[Opening Extracted records section]

//! Update-cycle scheduling core.
//!
//! The system is built around three components:
//! - `FeedQueue`: shared multi-consumer queue of pending feed updates
//! - `WorkerPool`: fork-join pool draining the queue once per cycle
//! - `UpdateRunner`: the cycle workflow (hooks, fetch, dispatch, timing)

pub mod feed_queue;
pub mod runner;
pub mod worker_pool;

pub use feed_queue::FeedQueue;
pub use runner::UpdateRunner;
pub use worker_pool::WorkerPool;
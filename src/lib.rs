//! Parallel feed updater for the News app.
//!
//! Fetches the list of (feed, owner) pairs from a News installation and
//! dispatches one update per feed across a bounded pool of workers, once or
//! on a fixed interval. The server is driven either through its console API
//! (`occ` subprocesses) or its HTTP API; both sit behind the capability
//! traits in [`api`] and are selected by the configuration at startup.

pub mod api;
pub mod config;
pub mod errors;
pub mod scheduling;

[Closing Extracted records section]

### Exercise brief
The lines you need run from the one containing "pub mod worker_pool;" to the end of the listing. Output exactly those, both ends included.

### Task result
pub mod worker_pool;

pub use feed_queue::FeedQueue;
pub use runner::UpdateRunner;
pub use worker_pool::WorkerPool;
filename src/lib.rs
//! Parallel feed updater for the News app.
//!
//! Fetches the list of (feed, owner) pairs from a News installation and
//! dispatches one update per feed across a bounded pool of workers, once or
//! on a fixed interval. The server is driven either through its console API
//! (`occ` subprocesses) or its HTTP API; both sit behind the capability
//! traits in [`api`] and are selected by the configuration at startup.

pub mod api;
pub mod config;
pub mod errors;
pub mod scheduling;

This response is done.